Los fabricantes estadounidenses comenzaron a recibir grandes pedidos de Asia a mediados de enero, dijo Dan Glucksman, director de asuntos públicos de la Asociación Internacional de Equipos de Seguridad. Debido a que tenían poco inventario en almacenes, rápidamente comenzaron a contratar y aumentar la producción con turnos triples.

Las empresas están sacando el producto tan rápido como pueden y no ha oído hablar de ninguna escasez de materiales, dijo. «Creo que la crisis bajo la que están sometidos es mantener una fuerza de tres turnos y, al mismo tiempo, asegurarse de que los propios trabajadores no reciban coronavirus».

En Bullen Ultrasonics, una empresa familiar en Eaton, Ohio, que produce obleas de vidrio para sensores de presión utilizados en ventiladores, los trabajadores se apresuran a tratar de hacerlos en dos semanas cuando normalmente toma ocho.

«El gobierno de los Estados Unidos ha acudido a nuestros clientes y ha dicho: ‘Necesitamos que aumente la producción.
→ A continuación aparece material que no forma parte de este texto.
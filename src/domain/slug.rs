//! Deterministic, URL-safe slugs for post routing.
//!
//! ASCII slugification (`slug` crate) is bridged with Chinese
//! transliteration (`pinyin` crate), so a title like “威胁情报” becomes
//! `wei-xie-qing-bao`. Derivation is pure; uniqueness is the caller's
//! concern and is enforced through a predicate over the existing
//! collection.

use pinyin::{Pinyin, ToPinyin};
use slug::slugify;
use thiserror::Error;

const MAX_SUFFIX_ATTEMPTS: usize = 32;

/// Errors that can occur while deriving a slug from a title.
#[derive(Debug, Error, PartialEq, Eq)]
pub enum SlugError {
    #[error("slug source text is empty")]
    EmptyInput,
    #[error("failed to derive slug from `{input}`")]
    Unrepresentable { input: String },
    #[error("exhausted attempts to find a unique slug for `{base}`")]
    Exhausted { base: String },
}

/// Derive a base slug from a post title.
///
/// The result contains only lowercase ASCII letters, digits, and single
/// hyphens, with no leading or trailing hyphen. Titles that cannot yield
/// any slug characters are an error rather than an empty slug.
pub fn derive_slug(input: &str) -> Result<String, SlugError> {
    if input.trim().is_empty() {
        return Err(SlugError::EmptyInput);
    }

    let transliterated = transliterate_to_ascii(input);
    let candidate = slugify(&transliterated);

    if candidate.is_empty() {
        return Err(SlugError::Unrepresentable {
            input: input.to_string(),
        });
    }

    Ok(candidate)
}

/// Produce a slug that does not collide according to the supplied predicate.
///
/// `is_unique` must return `true` when the candidate slug is not already
/// taken in the collection. Colliding titles are disambiguated with a
/// monotonic suffix (`-2`, `-3`, …), bounded attempts.
pub fn generate_unique_slug<F>(input: &str, mut is_unique: F) -> Result<String, SlugError>
where
    F: FnMut(&str) -> bool,
{
    let base = derive_slug(input)?;

    if is_unique(&base) {
        return Ok(base);
    }

    for attempt in 2..=MAX_SUFFIX_ATTEMPTS + 1 {
        let candidate = format!("{base}-{attempt}");
        if is_unique(&candidate) {
            return Ok(candidate);
        }
    }

    Err(SlugError::Exhausted { base })
}

fn transliterate_to_ascii(input: &str) -> String {
    let mut output = String::with_capacity(input.len());

    for ch in input.chars() {
        if ch.is_ascii() {
            output.push(ch);
            continue;
        }

        match ch.to_pinyin() {
            Some(py) => append_pinyin(&mut output, py),
            None if ch.is_whitespace() => output.push(' '),
            None => {
                // Preserve unhandled characters so slugify can decide how to filter them.
                output.push(ch);
            }
        }
    }

    output
}

fn append_pinyin(buffer: &mut String, pinyin: Pinyin) {
    if !buffer.is_empty() && !buffer.ends_with(' ') {
        buffer.push(' ');
    }
    buffer.push_str(pinyin.plain());
}

#[cfg(test)]
mod tests {
    use super::*;

    #[test]
    fn derive_slug_strips_punctuation_runs() {
        let slug = derive_slug("Understanding Zero-Day Vulnerabilities!!").expect("slug");
        assert_eq!(slug, "understanding-zero-day-vulnerabilities");
    }

    #[test]
    fn derive_slug_output_stays_url_safe() {
        let titles = [
            "  OSINT -- the (quiet) recon phase  ",
            "Phishing: 2026 Edition",
            "SOC 2 / ISO 27001 / NIST",
        ];
        for title in titles {
            let slug = derive_slug(title).expect("slug");
            assert!(!slug.starts_with('-') && !slug.ends_with('-'), "{slug}");
            assert!(!slug.contains("--"), "{slug}");
            assert!(
                slug.chars()
                    .all(|ch| ch.is_ascii_lowercase() || ch.is_ascii_digit() || ch == '-'),
                "{slug}"
            );
        }
    }

    #[test]
    fn derive_slug_transliterates_chinese() {
        let slug = derive_slug("威胁情报 101").expect("slug");
        assert_eq!(slug, "wei-xie-qing-bao-101");
    }

    #[test]
    fn derive_slug_rejects_empty_titles() {
        assert_eq!(derive_slug("   "), Err(SlugError::EmptyInput));
    }

    #[test]
    fn generate_unique_slug_appends_counter() {
        let mut existing = vec!["ransomware-defense-strategies".to_string()];
        let slug = generate_unique_slug("Ransomware Defense Strategies", |candidate| {
            if existing.contains(&candidate.to_string()) {
                false
            } else {
                existing.push(candidate.to_string());
                true
            }
        })
        .expect("unique slug");

        assert_eq!(slug, "ransomware-defense-strategies-2");
        assert!(existing.contains(&slug));
    }

    #[test]
    fn generate_unique_slug_exhausted() {
        let result =
            generate_unique_slug("Incident Report", |_| false).expect_err("should exhaust");
        assert_eq!(
            result,
            SlugError::Exhausted {
                base: "incident-report".to_string()
            }
        );
    }
}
Todo lo que tengas lo tomarías'», dijo el presidente de la compañía Tim Beatty.

La compañía anticipó que la escasez de ventiladores podría estar avecinando hace unos meses, dijo, y fue capaz de abastecerse de los suministros que necesitaba de antemano.

Pero la Asociación Internacional de Equipos de Seguridad comenzó a advertir a los gerentes de reservas de una escasez de máscaras en 2009, dijo Glucksman. Cuando preguntaba año tras año, dijo: «La respuesta fue: ‘Estamos estudiando esto. Estamos evaluando eso. Y, por supuesto, ahora sabemos que nunca lo hicieron»

La reserva recibió fondos especiales para comprar máscaras respiratorias N95 antes de la pandemia de gripe de 2009. Distribuyó 85 millones de ellos, según Shirley Mabry, jefa de la rama logística de la División de Stockpile Saqueo Estratégico, en una presentación de 2015.

Pero, después, nunca repuso completamente su suministro.

«Una vez que lo usamos», dijo Burel, «el dinero no estaba allí para recomprarlo».